Keywords

1 Introduction

Social media has been an ambient data platform on which people share their activities of daily living and memorable experience. Using the embedded behavioral patterns in the shared data, Human Activity Recognition (HAR) provides a solid basis for a variety of applications such as context-aware recommendation systems and health-care services [9,10,11]. To achieve better HAR performance using popular image-sharing social media such as Instagram and Yelp, various machine learning models have been presented [1,2,3]. Since these social media allow users to put their geolocation features when uploading the posts, human activities extracted from them have high potential to enhance awareness of real world dynamics.

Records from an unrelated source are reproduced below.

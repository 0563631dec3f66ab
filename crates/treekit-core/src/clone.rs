//! Deep and shallow clone

use crate::ancestry::Ancestry;
use crate::value::{Array, Object, Value, ValueMap, ValueSet};

/// What [`shallow_clone_with`] does with containers nested one level down
/// inside a plain object.
#[derive(Debug, Clone, Copy, PartialEq, Eq, Default)]
pub enum NestedCopy {
    /// Nested containers stay shared with the original.
    #[default]
    Alias,
    /// Nested objects and arrays get one shallow copy of their own; anything
    /// deeper stays shared.
    OneLevel,
}

/// Structurally independent copy of `value`.
///
/// Arrays and plain objects are copied recursively. Maps are copied with the
/// same key handles and deep-cloned values; sets are copied with the same
/// member handles, since both are looked up by identity. Primitives, dates
/// and functions are returned as-is.
///
/// A container reached again through one of its own descendants is linked
/// to its copy, so a cyclic input yields a clone with the same cycles.
pub fn deep_clone(value: &Value) -> Value {
    clone_tree(value, &mut Ancestry::new())
}

fn clone_tree(value: &Value, ancestry: &mut Ancestry<usize, Value>) -> Value {
    if let Some(copy) = value.addr().and_then(|addr| ancestry.find(&addr)) {
        return copy.clone();
    }

    match value {
        Value::Array(items) => {
            let copy = Array::new();
            ancestry.push(items.addr(), Value::Array(copy.clone()));
            for item in items.to_vec() {
                copy.push(clone_tree(&item, ancestry));
            }
            ancestry.pop();
            Value::Array(copy)
        }
        Value::Object(entries) => {
            let copy = Object::new();
            ancestry.push(entries.addr(), Value::Object(copy.clone()));
            for (key, item) in entries.entries() {
                let item = clone_tree(&item, ancestry);
                copy.insert(key, item);
            }
            ancestry.pop();
            Value::Object(copy)
        }
        Value::Map(entries) => {
            let copy = ValueMap::new();
            ancestry.push(entries.addr(), Value::Map(copy.clone()));
            for (key, item) in entries.entries() {
                let item = clone_tree(&item, ancestry);
                copy.insert(key, item);
            }
            ancestry.pop();
            Value::Map(copy)
        }
        Value::Set(members) => Value::Set(members.values().into_iter().collect::<ValueSet>()),
        other => other.clone(),
    }
}

/// One-level copy with nested containers aliased.
pub fn shallow_clone(value: &Value) -> Value {
    shallow_clone_with(value, NestedCopy::Alias)
}

/// One-level copy.
///
/// Arrays, sets and maps are copied with the same element handles. Plain
/// objects are copied with the same top-level values, or with nested
/// objects and arrays copied once more under [`NestedCopy::OneLevel`].
/// Anything else is returned unchanged.
pub fn shallow_clone_with(value: &Value, nested: NestedCopy) -> Value {
    match value {
        Value::Array(items) => Value::Array(Array::from_vec(items.to_vec())),
        Value::Object(entries) => Value::Object(
            entries
                .entries()
                .into_iter()
                .map(|(key, item)| match nested {
                    NestedCopy::Alias => (key, item),
                    NestedCopy::OneLevel => (key, copy_one_level(&item)),
                })
                .collect(),
        ),
        Value::Set(members) => Value::Set(members.values().into_iter().collect()),
        Value::Map(entries) => Value::Map(entries.entries().into_iter().collect()),
        other => other.clone(),
    }
}

fn copy_one_level(value: &Value) -> Value {
    match value {
        Value::Array(items) => Value::Array(Array::from_vec(items.to_vec())),
        Value::Object(entries) => Value::Object(entries.entries().into_iter().collect()),
        other => other.clone(),
    }
}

Existing HAR approaches [1,2,3] leverage supervised machine learning models (e.g., SVM, LSTM) which take texts and meta-data of social media posts for learning important patterns with respect to human activities. However, its use of uni-modal textual features cannot capture enough patterns of human activities shared on the social media because users mostly describe their daily activities and thoughts using both texts and images. Such a limitation can be relieved by incorporating the inherent multi-modality of social media into the learning process as in [4, 5]. These multi-modal approaches adopt an early fusion technique which leverages concatenated features of text and image to their proposed classifiers. However, none of them has investigated applicability to HAR and it is not trivial to construct a labeled dataset which is large enough to train their multi-modal supervised methods; to the best of our knowledge, no such dataset has been published yet for multi-modal HAR using social media.

In this paper, we present a semi-supervised method for HAR using multi-modal Instagram data, that is, both image and text, which achieves a high recognition accuracy while using only a limited amount of labeled data. On social media, the number of unlabeled data exponentially increases every day while only a few labeled data for a specific task exists. In such a domain, semi-supervised learning methods which leverage a small amount of labeled data and a much larger set of unlabeled data together are effective alternatives to improve learning performance [13]. To devise a semi-supervised learning method for HAR, we adopt the state-of-the-art clustering method, MultiDEC [7], which can learn deep embedded feature representations of social media image and text, respectively and extend it into a semi-supervised model which incorporates a small portion of labeled data into its training procedure. The proposed method minimizes both cross-entropy loss and Kullback-Leibler divergence loss. This enables the proposed model to learn more generalized feature distribution by leveraging the feature distribution of a large unlabeled dataset while optimizing the learning results to the labeled features. Evaluation results show that our method achieves 71.58% of recognition accuracy which outperforms the best accuracy of the existing HAR methods (maximum 64.15%).

2 Related Work

2.1 Human Activity Recognition Using Social Media

In general, previous HAR methods using social media incorporate text features with metadata such as timestamps, venues, and keywords into their supervised machine learning models. Zack et al. [1, 2] leverage linear SVM for their human activity classifier and train the model using the text features from Twitter and Instagram data which they have collected and labeled using crowd-sourcing. Besides, Gong et al. [3] leverage Yelp data for HAR: They split each caption of a Yelp post into word tokens and create a sequence of embedded Word2Vec features. In addition to the extracted features, they use keyword dictionary knowledge embedding and temporal information encoding (e.g., date and week) for training a Long Short-Term Memory (LSTM) model to classify Yelp posts to human activity classes based on Yelp taxonomyFootnote 1.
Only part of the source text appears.